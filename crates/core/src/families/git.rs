//! Everyday `git` commands.
//!
//! Several actions are more than one word (`stash pop`, `remote add`,
//! `switch -c`). [`Action::words`] is the literal sub-command an action
//! renders to, which is also what history restoration matches against.
//! A commit message is quoted. Any other argument goes in as typed, so
//! several paths can be given at once.

use crate::families::or_default;
use crate::option_model::{Choice, FieldSpec, OptionModel};
use crate::rendering::{quote, CommandTokens};

const DEFAULT_BRANCH: &str = "main";
const DEFAULT_NEW_BRANCH: &str = "feature";
const DEFAULT_MESSAGE: &str = "update";
const DEFAULT_REPOSITORY: &str = "https://github.com/user/repo.git";

#[derive(Debug, Clone, Copy, PartialEq, Eq, Default)]
pub enum Action {
    #[default]
    Status,
    Add,
    Commit,
    Push,
    Pull,
    Clone,
    Switch,
    NewBranch,
    Stash,
    StashPop,
    RemoteAdd,
    LogGraph,
}

impl Action {
    pub fn words(self) -> &'static [&'static str] {
        match self {
            Action::Status => &["status"],
            Action::Add => &["add"],
            Action::Commit => &["commit"],
            Action::Push => &["push"],
            Action::Pull => &["pull"],
            Action::Clone => &["clone"],
            Action::Switch => &["switch"],
            Action::NewBranch => &["switch", "-c"],
            Action::Stash => &["stash"],
            Action::StashPop => &["stash", "pop"],
            Action::RemoteAdd => &["remote", "add"],
            Action::LogGraph => &["log", "--oneline", "--graph"],
        }
    }

    /// Token placed between the sub-command and the argument, if the action
    /// takes an argument at all. An empty string means the argument follows
    /// the sub-command directly.
    pub fn argument_prefix(self) -> Option<&'static str> {
        match self {
            Action::Add | Action::Clone | Action::Switch | Action::NewBranch => Some(""),
            Action::Commit => Some("-m"),
            Action::Push | Action::Pull | Action::RemoteAdd => Some("origin"),
            Action::Status | Action::Stash | Action::StashPop | Action::LogGraph => None,
        }
    }

    /// The flag the `all` toggle turns into, for the actions that have one.
    pub fn all_flag(self) -> Option<&'static str> {
        match self {
            Action::Add => Some("-A"),
            Action::Commit => Some("-a"),
            _ => None,
        }
    }

    fn default_argument(self) -> &'static str {
        match self {
            Action::Add => ".",
            Action::Commit => DEFAULT_MESSAGE,
            Action::Push | Action::Pull | Action::Switch => DEFAULT_BRANCH,
            Action::NewBranch => DEFAULT_NEW_BRANCH,
            Action::Clone | Action::RemoteAdd => DEFAULT_REPOSITORY,
            Action::Status | Action::Stash | Action::StashPop | Action::LogGraph => "",
        }
    }
}

impl Choice for Action {
    const ALL: &'static [Self] = &[
        Action::Status,
        Action::Add,
        Action::Commit,
        Action::Push,
        Action::Pull,
        Action::Clone,
        Action::Switch,
        Action::NewBranch,
        Action::Stash,
        Action::StashPop,
        Action::RemoteAdd,
        Action::LogGraph,
    ];

    fn label(self) -> &'static str {
        match self {
            Action::Status => "status",
            Action::Add => "add",
            Action::Commit => "commit",
            Action::Push => "push",
            Action::Pull => "pull",
            Action::Clone => "clone",
            Action::Switch => "switch",
            Action::NewBranch => "new_branch",
            Action::Stash => "stash",
            Action::StashPop => "stash_pop",
            Action::RemoteAdd => "remote_add",
            Action::LogGraph => "log_graph",
        }
    }

    fn description(self) -> &'static str {
        match self {
            Action::Status => "Show changed and staged files",
            Action::Add => "Stage a path, or everything with `all`",
            Action::Commit => "Record staged changes with a message",
            Action::Push => "Upload a branch to origin",
            Action::Pull => "Fetch and merge a branch from origin",
            Action::Clone => "Copy a remote repository",
            Action::Switch => "Move to an existing branch",
            Action::NewBranch => "Create a branch and move to it",
            Action::Stash => "Shelve uncommitted changes",
            Action::StashPop => "Reapply the last shelved changes",
            Action::RemoteAdd => "Register the origin remote",
            Action::LogGraph => "Compact history with branch graph",
        }
    }
}

pub fn schema() -> Vec<FieldSpec> {
    vec![
        FieldSpec::choice("action", Action::Status, "What to do"),
        FieldSpec::text("argument", "Path, branch, message or URL the action takes"),
        FieldSpec::toggle("all", false, "Stage everything (add) or commit all tracked changes"),
    ]
}

#[derive(Debug, Clone, PartialEq, Eq)]
pub struct Options {
    pub action: Action,
    pub argument: String,
    pub all: bool,
}

impl Options {
    pub fn from_model(model: &OptionModel) -> Self {
        let action: Action = model.choice("action");

        Self {
            action,
            argument: or_default(model.text("argument"), action.default_argument()),
            all: model.toggle("all") && action.all_flag().is_some(),
        }
    }
}

pub fn compose(options: &Options) -> CommandTokens {
    let action = options.action;
    let mut tokens = CommandTokens::new("git");
    tokens.extend(action.words().iter().copied());

    match action {
        // `add -A` stages the whole tree, a path would be redundant
        Action::Add if options.all => {
            tokens.push_opt(action.all_flag());
        }
        Action::Commit => {
            tokens
                .push_opt(action.all_flag().filter(|_| options.all))
                .push("-m")
                .push(quote(&options.argument));
        }
        _ => {
            if let Some(prefix) = action.argument_prefix() {
                tokens.push(prefix).push(options.argument.as_str());
            }
        }
    }

    tokens
}

#[cfg(test)]
mod tests {
    use super::*;
    use crate::families::{render_model, Family};

    fn render(edits: &[(&str, &str)]) -> String {
        let mut model = OptionModel::new(Family::Git);
        for (name, value) in edits {
            model.set(name, value);
        }
        render_model(&model)
    }

    #[test]
    fn test_actions_without_argument() {
        assert_eq!(render(&[]), "git status");
        assert_eq!(render(&[("action", "stash"), ("argument", "ignored")]), "git stash");
        assert_eq!(render(&[("action", "stash_pop")]), "git stash pop");
        assert_eq!(render(&[("action", "log_graph")]), "git log --oneline --graph");
    }

    #[test]
    fn test_add() {
        assert_eq!(render(&[("action", "add")]), "git add .");
        assert_eq!(render(&[("action", "add"), ("argument", "src/main.rs")]), "git add src/main.rs");
        assert_eq!(
            render(&[("action", "add"), ("argument", "src/main.rs"), ("all", "true")]),
            "git add -A"
        );
    }

    #[test]
    fn test_commit_quotes_message() {
        assert_eq!(render(&[("action", "commit")]), "git commit -m \"update\"");
        assert_eq!(
            render(&[("action", "commit"), ("argument", "Fix \"quoted\" bug"), ("all", "true")]),
            "git commit -a -m \"Fix \\\"quoted\\\" bug\""
        );
    }

    #[test]
    fn test_remote_branch_actions() {
        assert_eq!(render(&[("action", "push")]), "git push origin main");
        assert_eq!(render(&[("action", "pull"), ("argument", "dev")]), "git pull origin dev");
        assert_eq!(
            render(&[("action", "remote_add"), ("argument", "git@host:me/app.git")]),
            "git remote add origin git@host:me/app.git"
        );
    }

    #[test]
    fn test_branching_and_clone() {
        assert_eq!(render(&[("action", "switch")]), "git switch main");
        assert_eq!(render(&[("action", "new_branch")]), "git switch -c feature");
        assert_eq!(
            render(&[("action", "new_branch"), ("argument", "fix/login")]),
            "git switch -c fix/login"
        );
        assert_eq!(
            render(&[("action", "clone")]),
            "git clone https://github.com/user/repo.git"
        );
    }

    #[test]
    fn test_all_is_ignored_where_meaningless() {
        let mut model = OptionModel::new(Family::Git);
        model.set("action", "push");
        model.set("all", "true");

        assert!(!Options::from_model(&model).all);
        assert_eq!(render_model(&model), "git push origin main");
    }
}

▶ WORK INSTRUCTIONS
Restate every record exactly, leaving nothing out.

▶ REPLY TO THE TASK
filename crates/core/src/families/git.rs
//! Everyday `git` commands.
//!
//! Several actions are more than one word (`stash pop`, `remote add`,
//! `switch -c`). [`Action::words`] is the literal sub-command an action
//! renders to, which is also what history restoration matches against.
//! A commit message is quoted. Any other argument goes in as typed, so
//! several paths can be given at once.

use crate::families::or_default;
use crate::option_model::{Choice, FieldSpec, OptionModel};
use crate::rendering::{quote, CommandTokens};

const DEFAULT_BRANCH: &str = "main";
const DEFAULT_NEW_BRANCH: &str = "feature";
const DEFAULT_MESSAGE: &str = "update";
const DEFAULT_REPOSITORY: &str = "https://github.com/user/repo.git";

#[derive(Debug, Clone, Copy, PartialEq, Eq, Default)]
pub enum Action {
    #[default]
    Status,
    Add,
    Commit,
    Push,
    Pull,
    Clone,
    Switch,
    NewBranch,
    Stash,
    StashPop,
    RemoteAdd,
    LogGraph,
}

impl Action {
    pub fn words(self) -> &'static [&'static str] {
        match self {
            Action::Status => &["status"],
            Action::Add => &["add"],
            Action::Commit => &["commit"],
            Action::Push => &["push"],
            Action::Pull => &["pull"],
            Action::Clone => &["clone"],
            Action::Switch => &["switch"],
            Action::NewBranch => &["switch", "-c"],
            Action::Stash => &["stash"],
            Action::StashPop => &["stash", "pop"],
            Action::RemoteAdd => &["remote", "add"],
            Action::LogGraph => &["log", "--oneline", "--graph"],
        }
    }

    /// Token placed between the sub-command and the argument, if the action
    /// takes an argument at all. An empty string means the argument follows
    /// the sub-command directly.
    pub fn argument_prefix(self) -> Option<&'static str> {
        match self {
            Action::Add | Action::Clone | Action::Switch | Action::NewBranch => Some(""),
            Action::Commit => Some("-m"),
            Action::Push | Action::Pull | Action::RemoteAdd => Some("origin"),
            Action::Status | Action::Stash | Action::StashPop | Action::LogGraph => None,
        }
    }

    /// The flag the `all` toggle turns into, for the actions that have one.
    pub fn all_flag(self) -> Option<&'static str> {
        match self {
            Action::Add => Some("-A"),
            Action::Commit => Some("-a"),
            _ => None,
        }
    }

    fn default_argument(self) -> &'static str {
        match self {
            Action::Add => ".",
            Action::Commit => DEFAULT_MESSAGE,
            Action::Push | Action::Pull | Action::Switch => DEFAULT_BRANCH,
            Action::NewBranch => DEFAULT_NEW_BRANCH,
            Action::Clone | Action::RemoteAdd => DEFAULT_REPOSITORY,
            Action::Status | Action::Stash | Action::StashPop | Action::LogGraph => "",
        }
    }
}

impl Choice for Action {
    const ALL: &'static [Self] = &[
        Action::Status,
        Action::Add,
        Action::Commit,
        Action::Push,
        Action::Pull,
        Action::Clone,
        Action::Switch,
        Action::NewBranch,
        Action::Stash,
        Action::StashPop,
        Action::RemoteAdd,
        Action::LogGraph,
    ];

    fn label(self) -> &'static str {
        match self {
            Action::Status => "status",
            Action::Add => "add",
            Action::Commit => "commit",
            Action::Push => "push",
            Action::Pull => "pull",
            Action::Clone => "clone",
            Action::Switch => "switch",
            Action::NewBranch => "new_branch",
            Action::Stash => "stash",
            Action::StashPop => "stash_pop",
            Action::RemoteAdd => "remote_add",
            Action::LogGraph => "log_graph",
        }
    }

    fn description(self) -> &'static str {
        match self {
            Action::Status => "Show changed and staged files",
            Action::Add => "Stage a path, or everything with `all`",
            Action::Commit => "Record staged changes with a message",
            Action::Push => "Upload a branch to origin",
            Action::Pull => "Fetch and merge a branch from origin",
            Action::Clone => "Copy a remote repository",
            Action::Switch => "Move to an existing branch",
            Action::NewBranch => "Create a branch and move to it",
            Action::Stash => "Shelve uncommitted changes",
            Action::StashPop => "Reapply the last shelved changes",
            Action::RemoteAdd => "Register the origin remote",
            Action::LogGraph => "Compact history with branch graph",
        }
    }
}

pub fn schema() -> Vec<FieldSpec> {
    vec![
        FieldSpec::choice("action", Action::Status, "What to do"),
        FieldSpec::text("argument", "Path, branch, message or URL the action takes"),
        FieldSpec::toggle("all", false, "Stage everything (add) or commit all tracked changes"),
    ]
}

#[derive(Debug, Clone, PartialEq, Eq)]
pub struct Options {
    pub action: Action,
    pub argument: String,
    pub all: bool,
}

impl Options {
    pub fn from_model(model: &OptionModel) -> Self {
        let action: Action = model.choice("action");

        Self {
            action,
            argument: or_default(model.text("argument"), action.default_argument()),
            all: model.toggle("all") && action.all_flag().is_some(),
        }
    }
}

pub fn compose(options: &Options) -> CommandTokens {
    let action = options.action;
    let mut tokens = CommandTokens::new("git");
    tokens.extend(action.words().iter().copied());

    match action {
        // `add -A` stages the whole tree, a path would be redundant
        Action::Add if options.all => {
            tokens.push_opt(action.all_flag());
        }
        Action::Commit => {
            tokens
                .push_opt(action.all_flag().filter(|_| options.all))
                .push("-m")
                .push(quote(&options.argument));
        }
        _ => {
            if let Some(prefix) = action.argument_prefix() {
                tokens.push(prefix).push(options.argument.as_str());
            }
        }
    }

    tokens
}

#[cfg(test)]
mod tests {
    use super::*;
    use crate::families::{render_model, Family};

    fn render(edits: &[(&str, &str)]) -> String {
        let mut model = OptionModel::new(Family::Git);
        for (name, value) in edits {
            model.set(name, value);
        }
        render_model(&model)
    }

    #[test]
    fn test_actions_without_argument() {
        assert_eq!(render(&[]), "git status");
        assert_eq!(render(&[("action", "stash"), ("argument", "ignored")]), "git stash");
        assert_eq!(render(&[("action", "stash_pop")]), "git stash pop");
        assert_eq!(render(&[("action", "log_graph")]), "git log --oneline --graph");
    }

    #[test]
    fn test_add() {
        assert_eq!(render(&[("action", "add")]), "git add .");
        assert_eq!(render(&[("action", "add"), ("argument", "src/main.rs")]), "git add src/main.rs");
        assert_eq!(
            render(&[("action", "add"), ("argument", "src/main.rs"), ("all", "true")]),
            "git add -A"
        );
    }

    #[test]
    fn test_commit_quotes_message() {
        assert_eq!(render(&[("action", "commit")]), "git commit -m \"update\"");
        assert_eq!(
            render(&[("action", "commit"), ("argument", "Fix \"quoted\" bug"), ("all", "true")]),
            "git commit -a -m \"Fix \\\"quoted\\\" bug\""
        );
    }

    #[test]
    fn test_remote_branch_actions() {
        assert_eq!(render(&[("action", "push")]), "git push origin main");
        assert_eq!(render(&[("action", "pull"), ("argument", "dev")]), "git pull origin dev");
        assert_eq!(
            render(&[("action", "remote_add"), ("argument", "git@host:me/app.git")]),
            "git remote add origin git@host:me/app.git"
        );
    }

    #[test]
    fn test_branching_and_clone() {
        assert_eq!(render(&[("action", "switch")]), "git switch main");
        assert_eq!(render(&[("action", "new_branch")]), "git switch -c feature");
        assert_eq!(
            render(&[("action", "new_branch"), ("argument", "fix/login")]),
            "git switch -c fix/login"
        );
        assert_eq!(
            render(&[("action", "clone")]),
            "git clone https://github.com/user/repo.git"
        );
    }

    #[test]
    fn test_all_is_ignored_where_meaningless() {
        let mut model = OptionModel::new(Family::Git);
        model.set("action", "push");
        model.set("all", "true");

        assert!(!Options::from_model(&model).all);
        assert_eq!(render_model(&model), "git push origin main");
    }
}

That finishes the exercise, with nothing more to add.